The controversy came just weeks ahead of the first round of voting in the seven-phase Lok Sabha elections, with both the BJP and the Opposition alliance involving tye Congress and the DMK eyeing an impressive performance in southern India. The BJP’s critics linked the controversy to the upcoming elections, and said it was being propped up as a poll issue.
“I attach no importance at all to this little island and I would have no hesitation in giving up our claim on it,” said then PM Jawaharlal Nehru.Read how the Nehru-Gandhi father-daughter duo ceded the strategic #Katchatheevu island to Sri Lanka.https://t.co/44p9N6m1a2
— Kangana Ranaut (Modi Ka Parivar) (@KanganaTeam) March 31, 2024
The documents cited by TOI report detail how Sri Lanka, then Ceylon, pressed its claim on the piece of land right after Independence when it said the Indian Navy (then Royal Indian Navy) could not conduct exercises on the island without its permission.
New Delhi contested Sri Lanka’s claim for decades only to acquiesce finally in 1974. The documents bring forward the indecision of previous governments over the matter.
It cited a minute by first PM Jawaharlal Nehru on May 10, 1961, who dismissed the issue as inconsequential.
“I would’ve no hesitation in giving up claims to the island…I attach no importance at all to this little island and I would have no hesitation in giving up our claims to it. I do not like this pending indefinitely and being raised again in Parliament,” the TOI report quoted Nehru as saying.
Nehru’s minute is reportedly part of a note prepared by then commonwealth secretary Y D Gundevia, which the Ministry of External Affairs (MEA) shared as a backgrounder with the informal Consultative Committee of Parliament in 1968.
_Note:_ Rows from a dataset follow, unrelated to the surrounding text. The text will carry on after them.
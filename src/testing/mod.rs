//! Testing utilities and fixtures
//!
//! Builders for ad-hoc rosters used by unit, property and integration tests.

mod builders;

pub use builders::EmployeeBuilder;
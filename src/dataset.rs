//! Built-in sample roster
//!
//! Six employees in construction order. Their ages average to 33.67, the
//! longest full name is "Александр Дементьев", and "Игорь Толмачёв" holds both
//! the longest single position (6 years) and the only current tenure over
//! three years.

use crate::model::{Employee, JobHistoryEntry, Person};

pub fn sample_employees() -> Vec<Employee> {
    vec![
        Employee::new(
            Person::new("Иван", "Мельников", 30),
            vec![
                JobHistoryEntry::new(2, "dev", "EPAM"),
                JobHistoryEntry::new(1, "dev", "google"),
            ],
        ),
        Employee::new(
            Person::new("Александр", "Дементьев", 28),
            vec![
                JobHistoryEntry::new(1, "tester", "EPAM"),
                JobHistoryEntry::new(1, "dev", "EPAM"),
                JobHistoryEntry::new(1, "dev", "google"),
            ],
        ),
        Employee::new(
            Person::new("Дмитрий", "Осинов", 40),
            vec![
                JobHistoryEntry::new(3, "QA", "yandex"),
                JobHistoryEntry::new(1, "QA", "mail.ru"),
                JobHistoryEntry::new(1, "dev", "mail.ru"),
            ],
        ),
        Employee::new(
            Person::new("Анна", "Светличная", 21),
            vec![JobHistoryEntry::new(1, "tester", "T-Systems")],
        ),
        Employee::new(
            Person::new("Игорь", "Толмачёв", 50),
            vec![
                JobHistoryEntry::new(5, "tester", "EPAM"),
                JobHistoryEntry::new(6, "QA", "EPAM"),
            ],
        ),
        Employee::new(
            Person::new("Иван", "Александров", 33),
            vec![
                JobHistoryEntry::new(2, "QA", "T-Systems"),
                JobHistoryEntry::new(3, "QA", "EPAM"),
                JobHistoryEntry::new(1, "dev", "EPAM"),
            ],
        ),
    ]
}
use thiserror::Error;

/// Name used by the generic reductions in `aggregate`
pub(crate) const GENERIC_INPUT: &str = "elements";

#[derive(Error, Debug)]
pub enum RosterError {
    /// A terminal reduction was applied to zero elements.
    #[error("Empty sequence: no {0} to reduce")]
    EmptySequence(&'static str),

    #[error("Configuration error: {0}")]
    Config(String),

    #[error("TOML error: {0}")]
    Toml(#[from] toml::de::Error),

    #[error("IO error: {0}")]
    Io(#[from] std::io::Error),
}

impl RosterError {
    /// Whether this error is the "no data" signal rather than a real failure
    pub fn is_empty_sequence(&self) -> bool {
        matches!(self, RosterError::EmptySequence(_))
    }

    /// Name the input of a generic reduction that came up empty.
    ///
    /// Errors from nested inputs (a job history, say) keep their own name.
    pub fn for_input(self, what: &'static str) -> Self {
        match self {
            RosterError::EmptySequence(GENERIC_INPUT) => RosterError::EmptySequence(what),
            other => other,
        }
    }
}

pub type Result<T> = std::result::Result<T, RosterError>;
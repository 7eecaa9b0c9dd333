//! Summary of the canonical roster queries

use serde::Serialize;
use std::fmt;
use tracing::info;

use crate::config::RosterConfig;
use crate::error::Result;
use crate::extract;
use crate::model::{Employee, Person};
use crate::pipeline::EmployeePipeline;

#[derive(Debug, Clone, PartialEq, Serialize)]
#[serde(rename_all = "camelCase")]
pub struct RosterReport {
    pub employee_count: usize,
    pub average_age: f64,
    pub longest_full_name: Person,
    pub longest_single_position: LongestPosition,
    pub total_salary: f64,
}

#[derive(Debug, Clone, PartialEq, Serialize)]
#[serde(rename_all = "camelCase")]
pub struct LongestPosition {
    pub person: Person,
    pub years: u32,
}

impl RosterReport {
    /// Run every query over `employees`. The first failing query fails the report.
    pub fn compute(employees: &[Employee], config: &RosterConfig) -> Result<Self> {
        let pipeline = EmployeePipeline::new(employees).with_mode(config.execution);

        let average_age = pipeline.average_age()?;
        let longest_full_name = pipeline.person_with_longest_full_name()?.clone();
        let veteran = pipeline.employee_with_longest_single_position()?;
        let total_salary = pipeline.total_salary(&config.salary)?;

        let report = Self {
            employee_count: employees.len(),
            average_age,
            longest_full_name,
            longest_single_position: LongestPosition {
                person: veteran.person().clone(),
                years: extract::longest_single_position(veteran)?,
            },
            total_salary,
        };
        info!("Computed report for {} employees", report.employee_count);
        Ok(report)
    }
}

impl fmt::Display for RosterReport {
    fn fmt(&self, f: &mut fmt::Formatter<'_>) -> fmt::Result {
        writeln!(f, "Employees:               {}", self.employee_count)?;
        writeln!(f, "Average age:             {:.2}", self.average_age)?;
        writeln!(
            f,
            "Longest full name:       {} ({})",
            self.longest_full_name.full_name(),
            self.longest_full_name.age()
        )?;
        writeln!(
            f,
            "Longest single position: {} ({} years)",
            self.longest_single_position.person.full_name(),
            self.longest_single_position.years
        )?;
        write!(f, "Total salary:            {:.2}", self.total_salary)
    }
}
use rayon::prelude::*;

use crate::error::{Result, RosterError, GENERIC_INPUT};

/// Running state of an arithmetic mean.
///
/// `combine` is associative, so partial states built on different threads can
/// be merged in any grouping before `finalize`.
#[derive(Debug, Clone, Copy, PartialEq, Default)]
pub struct Mean {
    sum: f64,
    count: usize,
}

impl Mean {
    /// State holding a single observation
    pub fn of(value: f64) -> Self {
        Self {
            sum: value,
            count: 1,
        }
    }

    pub fn combine(self, other: Self) -> Self {
        Self {
            sum: self.sum + other.sum,
            count: self.count.saturating_add(other.count),
        }
    }

    pub fn count(&self) -> usize {
        self.count
    }

    /// Turn the state into the mean, or `EmptySequence` if nothing was observed
    pub fn finalize(self) -> Result<f64> {
        if self.count == 0 {
            return Err(RosterError::EmptySequence(GENERIC_INPUT));
        }
        Ok(self.sum / self.count as f64)
    }
}

impl FromIterator<f64> for Mean {
    fn from_iter<I: IntoIterator<Item = f64>>(iter: I) -> Self {
        iter.into_iter()
            .map(Mean::of)
            .fold(Mean::default(), Mean::combine)
    }
}

/// Arithmetic mean of `values`
pub fn average<I>(values: I) -> Result<f64>
where
    I: IntoIterator<Item = f64>,
{
    values.into_iter().collect::<Mean>().finalize()
}

/// Parallel arithmetic mean using rayon
pub fn par_average(values: &[f64]) -> Result<f64> {
    values
        .par_iter()
        .map(|value| Mean::of(*value))
        .reduce(Mean::default, Mean::combine)
        .finalize()
}

#[cfg(test)]
mod tests {
    use super::*;

    #[test]
    fn test_average_of_ages() {
        let ages = [30.0, 28.0, 40.0, 21.0, 50.0, 33.0];
        let avg = average(ages).unwrap();
        assert!((avg - 33.666_666).abs() < 1e-5);
    }

    #[test]
    fn test_average_of_empty_is_error() {
        let err = average(Vec::<f64>::new()).unwrap_err();
        assert!(err.is_empty_sequence());
    }

    #[test]
    fn test_average_of_zeros_is_zero_not_error() {
        assert_eq!(average([0.0, 0.0]).unwrap(), 0.0);
    }

    #[test]
    fn test_combine_tracks_count() {
        let state = Mean::of(1.0).combine(Mean::of(3.0)).combine(Mean::default());
        assert_eq!(state.count(), 2);
        assert_eq!(state.finalize().unwrap(), 2.0);
    }

    #[test]
    fn test_par_average_matches_sequential() {
        let values: Vec<f64> = (0..10_000).map(|n| (n % 97) as f64).collect();
        let sequential = average(values.iter().copied()).unwrap();
        let parallel = par_average(&values).unwrap();
        assert!((sequential - parallel).abs() < 1e-9);
    }

    #[test]
    fn test_par_average_of_empty_is_error() {
        assert!(par_average(&[]).unwrap_err().is_empty_sequence());
    }
}
//! Configuration for roster reports
//!
//! Loaded from TOML. Every field has a default, so an empty document is a
//! valid configuration:
//!
//! ```toml
//! log_level = "info"
//! execution = "parallel"
//!
//! [salary]
//! base_rate = 75000.0
//! bonus_multiplier = 1.2
//! tenure_threshold = 3
//! ```

use serde::{Deserialize, Serialize};
use std::path::Path;
use tracing::debug;

use crate::error::{Result, RosterError};
use crate::payroll::SalaryPolicy;
use crate::pipeline::ExecutionMode;

/// Valid log levels for configuration validation.
pub const VALID_LOG_LEVELS: &[&str] = &["trace", "debug", "info", "warn", "error"];

#[derive(Debug, Clone, PartialEq, Serialize, Deserialize)]
pub struct RosterConfig {
    /// Logging level used when no `-v` flag is given
    #[serde(default = "default_log_level")]
    pub log_level: String,

    #[serde(default)]
    pub execution: ExecutionMode,

    #[serde(default)]
    pub salary: SalaryPolicy,
}

fn default_log_level() -> String {
    "info".to_string()
}

impl Default for RosterConfig {
    fn default() -> Self {
        Self {
            log_level: default_log_level(),
            execution: ExecutionMode::default(),
            salary: SalaryPolicy::default(),
        }
    }
}

impl RosterConfig {
    /// Parse and validate a TOML document
    pub fn from_toml_str(content: &str) -> Result<Self> {
        let config: RosterConfig = toml::from_str(content)?;
        config.validate()?;
        Ok(config)
    }

    /// Read, parse and validate a TOML file
    pub fn load(path: &Path) -> Result<Self> {
        debug!("Loading configuration from {}", path.display());
        let content = std::fs::read_to_string(path)?;
        Self::from_toml_str(&content)
    }

    pub fn validate(&self) -> Result<()> {
        if !VALID_LOG_LEVELS.contains(&self.log_level.as_str()) {
            return Err(RosterError::Config(format!(
                "log_level must be one of {}, got '{}'",
                VALID_LOG_LEVELS.join(", "),
                self.log_level
            )));
        }
        self.salary.validate()
    }
}
//! End-to-end queries over the sample roster

use roster::aggregate::{average, max_by, max_by_key};
use roster::dataset::sample_employees;
use roster::extract;
use roster::model::{Employee, Person};
use roster::payroll::{employee_salary, total_salary, SalaryPolicy};
use roster::pipeline::{EmployeePipeline, ExecutionMode};
use roster::testing::EmployeeBuilder;
use roster::RosterError;

#[test]
fn test_average_age_of_employees() {
    let employees = sample_employees();

    let avg = average(
        employees
            .iter()
            .map(extract::person)
            .map(extract::age)
            .map(f64::from),
    )
    .unwrap();

    assert!((avg - 33.66).abs() < 0.1);
}

#[test]
fn test_find_person_with_longest_full_name() {
    let employees = sample_employees();

    let person = max_by(
        employees.iter().map(extract::person),
        |a, b| extract::compare_by_full_name_length(a, b),
    )
    .unwrap();

    assert_eq!(person, employees[1].person());
    assert_eq!(person.full_name().chars().count(), 19);
}

#[test]
fn test_find_employee_with_maximum_duration_at_one_position() {
    let employees = sample_employees();

    let employee = employees
        .iter()
        .map(|e| extract::longest_single_position(e).map(|years| (years, e)))
        .collect::<Result<Vec<_>, _>>()
        .and_then(|keyed| max_by_key(keyed, |(years, _)| *years))
        .map(|(_, e)| e)
        .unwrap();

    assert_eq!(employee, &employees[4]);
}

#[test]
fn test_total_salary_with_tenure_coefficient() {
    let employees = sample_employees();
    let policy = SalaryPolicy::default();

    let total = total_salary(&employees, &policy).unwrap();
    assert!((total - 465_000.0).abs() < 0.001);

    let contributions: Vec<f64> = employees
        .iter()
        .map(|e| employee_salary(e, &policy).unwrap())
        .collect();
    assert_eq!(
        contributions
            .iter()
            .filter(|c| (**c - 75_000.0).abs() < 1e-6)
            .count(),
        5
    );
    assert!((contributions[4] - 90_000.0).abs() < 1e-6);
}

#[test]
fn test_empty_roster_is_not_zero() {
    let employees: Vec<Employee> = Vec::new();
    let pipeline = EmployeePipeline::new(&employees);

    for err in [
        pipeline.average_age().unwrap_err(),
        pipeline.person_with_longest_full_name().unwrap_err(),
        pipeline.employee_with_longest_single_position().unwrap_err(),
        pipeline.total_salary(&SalaryPolicy::default()).unwrap_err(),
    ] {
        assert!(matches!(err, RosterError::EmptySequence("employees")));
    }
}

#[test]
fn test_employee_without_history_aborts_salary_total() {
    let mut employees = sample_employees();
    employees.insert(2, EmployeeBuilder::new().named("Илья", "Жирков").aged(22).build());

    for mode in [ExecutionMode::Sequential, ExecutionMode::Parallel] {
        let err = EmployeePipeline::new(&employees)
            .with_mode(mode)
            .total_salary(&SalaryPolicy::default())
            .unwrap_err();
        assert!(matches!(err, RosterError::EmptySequence("job history")));
    }
}

#[test]
fn test_age_of_person_with_greater_full_name() {
    let ivan = Person::new("Иван", "Мельников", 33);
    let ilya = Person::new("Илья", "Жирков", 22);

    let by_name = extract::age_of_greater_by(extract::full_name);
    assert_eq!(by_name(&ivan, &ilya), 22);

    let by_length = extract::age_of_longest_by(extract::full_name);
    assert_eq!(by_length(&ivan, &ilya), 33);
}

#[test]
fn test_same_age_checker() {
    let ivan = Person::new("Иван", "Мельников", 33);
    let dmitry = Person::new("Дмитрий", "Гущин", 33);
    let ilya = Person::new("Илья", "Жирков", 22);

    let same_age: fn(&Person, &Person) -> bool = extract::same_age;
    assert!(same_age(&ivan, &dmitry));
    assert!(!same_age(&ivan, &ilya));
    assert!(!same_age(&dmitry, &ilya));
}
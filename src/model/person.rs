use serde::{Deserialize, Serialize};

/// Separator placed between first and last name in a full name
pub const FULL_NAME_SEPARATOR: char = ' ';

/// A person with a first name, a last name and an age in years
#[derive(Debug, Clone, PartialEq, Eq, Hash, Serialize, Deserialize)]
#[serde(rename_all = "camelCase")]
pub struct Person {
    first_name: String,
    last_name: String,
    age: u32,
}

impl Person {
    pub fn new(first_name: impl Into<String>, last_name: impl Into<String>, age: u32) -> Self {
        Self {
            first_name: first_name.into(),
            last_name: last_name.into(),
            age,
        }
    }

    pub fn first_name(&self) -> &str {
        &self.first_name
    }

    pub fn last_name(&self) -> &str {
        &self.last_name
    }

    pub fn age(&self) -> u32 {
        self.age
    }

    /// "first last", joined by [`FULL_NAME_SEPARATOR`]
    pub fn full_name(&self) -> String {
        format!(
            "{}{}{}",
            self.first_name, FULL_NAME_SEPARATOR, self.last_name
        )
    }

    /// Split a full name back into (first, last) at the first separator.
    ///
    /// Returns `None` when the separator is missing.
    pub fn split_full_name(full_name: &str) -> Option<(&str, &str)> {
        full_name.split_once(FULL_NAME_SEPARATOR)
    }
}
use serde::{Deserialize, Serialize};

use super::Person;

/// One position held by an employee
#[derive(Debug, Clone, PartialEq, Eq, Hash, Serialize, Deserialize)]
#[serde(rename_all = "camelCase")]
pub struct JobHistoryEntry {
    /// Years spent in the position
    duration: u32,
    position: String,
    employer: String,
}

impl JobHistoryEntry {
    pub fn new(duration: u32, position: impl Into<String>, employer: impl Into<String>) -> Self {
        Self {
            duration,
            position: position.into(),
            employer: employer.into(),
        }
    }

    pub fn duration(&self) -> u32 {
        self.duration
    }

    pub fn position(&self) -> &str {
        &self.position
    }

    pub fn employer(&self) -> &str {
        &self.employer
    }
}

/// A person together with their job history.
///
/// History is in chronological order; the last entry is the current position.
#[derive(Debug, Clone, PartialEq, Eq, Hash, Serialize, Deserialize)]
#[serde(rename_all = "camelCase")]
pub struct Employee {
    person: Person,
    job_history: Vec<JobHistoryEntry>,
}

impl Employee {
    pub fn new(person: Person, job_history: Vec<JobHistoryEntry>) -> Self {
        Self {
            person,
            job_history,
        }
    }

    pub fn person(&self) -> &Person {
        &self.person
    }

    pub fn job_history(&self) -> &[JobHistoryEntry] {
        &self.job_history
    }

    /// The most recent entry by position in the history, if any
    pub fn current_position(&self) -> Option<&JobHistoryEntry> {
        self.job_history.last()
    }
}
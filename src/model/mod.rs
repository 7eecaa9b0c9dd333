//! Immutable roster records
//!
//! Records are built once and only read afterwards. Fields are private and
//! exposed through accessors so nothing downstream can mutate an input.

mod employee;
mod person;

pub use employee::{Employee, JobHistoryEntry};
pub use person::{Person, FULL_NAME_SEPARATOR};
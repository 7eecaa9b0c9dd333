//! Performance benchmarks for roster reductions
//! Compares sequential and rayon-backed execution of the pipeline queries

use criterion::{criterion_group, criterion_main, BenchmarkId, Criterion};
use roster::model::Employee;
use roster::payroll::SalaryPolicy;
use roster::pipeline::{EmployeePipeline, ExecutionMode};
use roster::testing::EmployeeBuilder;
use std::hint::black_box;

fn roster_of(size: usize) -> Vec<Employee> {
    (0..size)
        .map(|i| {
            EmployeeBuilder::new()
                .named("Иван", &"Мельников".repeat(1 + i % 4))
                .aged(20 + (i % 45) as u32)
                .with_durations(&[(i % 3) as u32, (i % 7) as u32])
                .build()
        })
        .collect()
}

/// Benchmark average age
fn bench_average_age(c: &mut Criterion) {
    let mut group = c.benchmark_group("average_age");

    for size in [10, 1000, 100_000] {
        let employees = roster_of(size);
        for mode in [ExecutionMode::Sequential, ExecutionMode::Parallel] {
            group.bench_with_input(
                BenchmarkId::new(format!("{mode:?}"), size),
                &employees,
                |b, employees| {
                    b.iter(|| {
                        black_box(
                            EmployeePipeline::new(employees)
                                .with_mode(mode)
                                .average_age(),
                        )
                    });
                },
            );
        }
    }

    group.finish();
}

/// Benchmark longest full name selection
fn bench_longest_full_name(c: &mut Criterion) {
    let mut group = c.benchmark_group("longest_full_name");

    for size in [10, 1000, 100_000] {
        let employees = roster_of(size);
        for mode in [ExecutionMode::Sequential, ExecutionMode::Parallel] {
            group.bench_with_input(
                BenchmarkId::new(format!("{mode:?}"), size),
                &employees,
                |b, employees| {
                    b.iter(|| {
                        black_box(
                            EmployeePipeline::new(employees)
                                .with_mode(mode)
                                .person_with_longest_full_name()
                                .is_ok(),
                        )
                    });
                },
            );
        }
    }

    group.finish();
}

/// Benchmark weighted salary totals
fn bench_total_salary(c: &mut Criterion) {
    let mut group = c.benchmark_group("total_salary");
    let policy = SalaryPolicy::default();

    for size in [10, 1000, 100_000] {
        let employees = roster_of(size);
        for mode in [ExecutionMode::Sequential, ExecutionMode::Parallel] {
            group.bench_with_input(
                BenchmarkId::new(format!("{mode:?}"), size),
                &employees,
                |b, employees| {
                    b.iter(|| {
                        black_box(
                            EmployeePipeline::new(employees)
                                .with_mode(mode)
                                .total_salary(&policy),
                        )
                    });
                },
            );
        }
    }

    group.finish();
}

criterion_group!(
    benches,
    bench_average_age,
    bench_longest_full_name,
    bench_total_salary,
);

criterion_main!(benches);
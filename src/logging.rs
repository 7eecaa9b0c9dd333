//! Logging configuration and initialization

use tracing::{debug, trace};

/// Log filter for a verbosity count, falling back to the configured level
pub fn log_filter(verbose: u8, configured_level: &str) -> String {
    match verbose {
        0 => configured_level.to_string(),
        1 => "debug".to_string(),
        _ => "trace".to_string(),
    }
}

/// Initialize tracing for the binary
pub fn init_logging(verbose: u8, configured_level: &str) {
    let filter = log_filter(verbose, configured_level);

    tracing_subscriber::fmt()
        .with_env_filter(filter.as_str())
        .with_target(verbose >= 2)
        .with_writer(std::io::stderr)
        .init();

    debug!("roster started with verbosity level: {}", verbose);
    trace!("Full CLI args: {:?}", std::env::args().collect::<Vec<_>>());
}
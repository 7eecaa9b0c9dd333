use rayon::prelude::*;

use crate::error::{Result, RosterError, GENERIC_INPUT};

/// Sum a fallible per-element value.
///
/// The first failing element aborts the whole sum; nothing is skipped.
pub fn try_sum<I, F>(items: I, mut value: F) -> Result<f64>
where
    I: IntoIterator,
    F: FnMut(I::Item) -> Result<f64>,
{
    let mut total: Option<f64> = None;
    for item in items {
        let v = value(item)?;
        total = Some(total.map_or(v, |t| t + v));
    }
    total.ok_or(RosterError::EmptySequence(GENERIC_INPUT))
}

/// Parallel [`try_sum`] over a slice
pub fn par_try_sum<T, F>(items: &[T], value: F) -> Result<f64>
where
    T: Sync,
    F: Fn(&T) -> Result<f64> + Sync,
{
    if items.is_empty() {
        return Err(RosterError::EmptySequence(GENERIC_INPUT));
    }

    items
        .par_iter()
        .map(|item| value(item))
        .try_reduce(|| 0.0, |a, b| Ok(a + b))
}
//! Test data builders for roster scenarios

use crate::model::{Employee, JobHistoryEntry, Person};

/// Builder for creating test employees
pub struct EmployeeBuilder {
    first_name: String,
    last_name: String,
    age: u32,
    job_history: Vec<JobHistoryEntry>,
}

impl Default for EmployeeBuilder {
    fn default() -> Self {
        Self::new()
    }
}

impl EmployeeBuilder {
    pub fn new() -> Self {
        Self {
            first_name: "Иван".to_string(),
            last_name: "Мельников".to_string(),
            age: 30,
            job_history: Vec::new(),
        }
    }

    pub fn named(mut self, first_name: &str, last_name: &str) -> Self {
        self.first_name = first_name.to_string();
        self.last_name = last_name.to_string();
        self
    }

    pub fn aged(mut self, age: u32) -> Self {
        self.age = age;
        self
    }

    /// Append a position; later calls are more recent
    pub fn with_position(mut self, duration: u32, position: &str, employer: &str) -> Self {
        self.job_history
            .push(JobHistoryEntry::new(duration, position, employer));
        self
    }

    /// Append one "dev" position per duration, oldest first
    pub fn with_durations(self, durations: &[u32]) -> Self {
        durations
            .iter()
            .fold(self, |builder, d| builder.with_position(*d, "dev", "EPAM"))
    }

    pub fn build(self) -> Employee {
        Employee::new(
            Person::new(self.first_name, self.last_name, self.age),
            self.job_history,
        )
    }
}
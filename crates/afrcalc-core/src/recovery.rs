// SPDX-License-Identifier: AGPL-3.0-only
// Copyright (c) 2025 The Rucket Authors

//! Recovery window derivation.
//!
//! After a drive or host fails, its data is rebuilt by a set of helper drives.
//! The time this takes is the window during which further failures in the same
//! placement group can destroy data. Windows are expressed in years so they can
//! be multiplied directly by annualized failure rates.

use serde::Serialize;
use tracing::{debug, warn};

use crate::combinatorics::expected_distinct_draws;
use crate::config::ClusterConfig;
use crate::error::Result;

/// Days per year used for all rate conversions.
pub const DAYS_PER_YEAR: f64 = 365.0;

/// Seconds per year used for all rate conversions.
pub const SECONDS_PER_YEAR: f64 = 86_400.0 * DAYS_PER_YEAR;

const HOURS_PER_YEAR: f64 = 24.0 * DAYS_PER_YEAR;

/// Helper counts and recovery windows for a cluster.
#[derive(Debug, Clone, Copy, PartialEq, Serialize)]
pub struct RecoveryWindows {
    /// Drives taking part in rebuilding one failed drive.
    pub resilver_peers: f64,
    /// Drives taking part in rebuilding one failed host.
    pub host_resilver_peers: f64,
    /// Per-helper recovery throughput in GB/s, given or back-derived.
    pub speed: f64,
    /// Time to recover a failed drive, in years.
    pub disk_heal_time: f64,
    /// Time to recover a failed host, in years.
    pub host_heal_time: f64,
}

impl RecoveryWindows {
    /// Derives helper counts and recovery windows from a configuration.
    ///
    /// With a recovery `speed`, the drive window is the `down_out_interval`
    /// plus the drive capacity split across all helpers (a single helper with
    /// `degraded_replacement`). With only `disk_heal_hours`, the window is taken
    /// as given and the speed is back-derived so the host window stays
    /// consistent with it.
    ///
    /// # Errors
    ///
    /// Returns an error if the configuration does not validate.
    pub fn derive(config: &ClusterConfig) -> Result<Self> {
        config.validate()?;

        let pgs = config.pgs;
        let n_drives = f64::from(config.n_drives);
        let other_drives = f64::from(config.n_hosts - 1) * n_drives;

        let resilver_peers = if config.n_drives == 1 || config.osd_rm {
            expected_distinct_draws(other_drives, pgs)
        } else {
            expected_distinct_draws(n_drives - 1.0, pgs)
        };
        let host_resilver_peers = expected_distinct_draws(other_drives, n_drives * pgs);
        let helpers = if config.degraded_replacement { 1.0 } else { resilver_peers };

        let (disk_heal_time, speed) = match (config.speed, config.disk_heal_hours) {
            (Some(speed), hours) => {
                if hours.is_some() {
                    warn!("Both speed and disk_heal_hours given, using speed");
                }
                let seconds = config.down_out_interval + config.capacity / helpers / speed;
                (seconds / SECONDS_PER_YEAR, speed)
            }
            // validate() guarantees one of the two is present
            (None, hours) => {
                let hours = hours.unwrap_or_default();
                let speed =
                    config.capacity / helpers / (hours * 3600.0 - config.down_out_interval);
                (hours / HOURS_PER_YEAR, speed)
            }
        };

        let host_heal_time = match config.host_heal_hours {
            Some(hours) => hours / HOURS_PER_YEAR,
            None => {
                (config.down_out_interval + n_drives * config.capacity / host_resilver_peers / speed)
                    / SECONDS_PER_YEAR
            }
        };

        debug!(
            resilver_peers,
            host_resilver_peers,
            speed,
            disk_heal_days = disk_heal_time * DAYS_PER_YEAR,
            host_heal_days = host_heal_time * DAYS_PER_YEAR,
            "Derived recovery windows"
        );

        Ok(Self { resilver_peers, host_resilver_peers, speed, disk_heal_time, host_heal_time })
    }

    /// Drive recovery window in days.
    #[must_use]
    pub fn disk_heal_days(&self) -> f64 {
        self.disk_heal_time * DAYS_PER_YEAR
    }

    /// Host recovery window in days.
    #[must_use]
    pub fn host_heal_days(&self) -> f64 {
        self.host_heal_time * DAYS_PER_YEAR
    }
}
“The legal aspects of the question are highly complex. The question has been considered in some detail in this ministry. No clear conclusions can be drawn as to the strength of either India’s or Ceylon’s claim to sovereignty,” the ministry said in the backgrounder at the time.
However, the then attorney general M C Setalvad, in 1960, opined that India had a stronger claim on the island formed by a volcanic eruption.
Referring to the zamindari rights given by the East India Company to Raja of Ramnad (Ramnathpuram) over the islet fishery and other resources around it, Setalvad wrote, “The matter is by no means clear or free from difficulty but on the assessment of the whole evidence it appears to me that the balance lies in concluding that the sovereignty of India was and is in India.”
This continued from 1875 to 1948 and was vested in the State of Madras following the abolition of zamindari rights. However, the Raja of Ramnad continued to exercise his zamindari rights independently, without having to pay taxes to Sri Lanka.
In June 1974, the decision to hand over Katchatheevu was conveyed to then Tamil Nadu Chief Minister M Karunanidhi by then foreign secretary Kewal Singh.
Singh mentioned the zamindari rights of the Raja of Ramnad (Ramanathapuram) and the failure of Sri Lanka to show evidence to prove its claim of holding Katchatheevu.
However, the foreign secretary also said that Sri Lanka had a “very determined position” on Katchatheevu and cited “records” showing the key island to be a part of the kingdom of Jaffnapatnam, Dutch and British maps, TOI reported.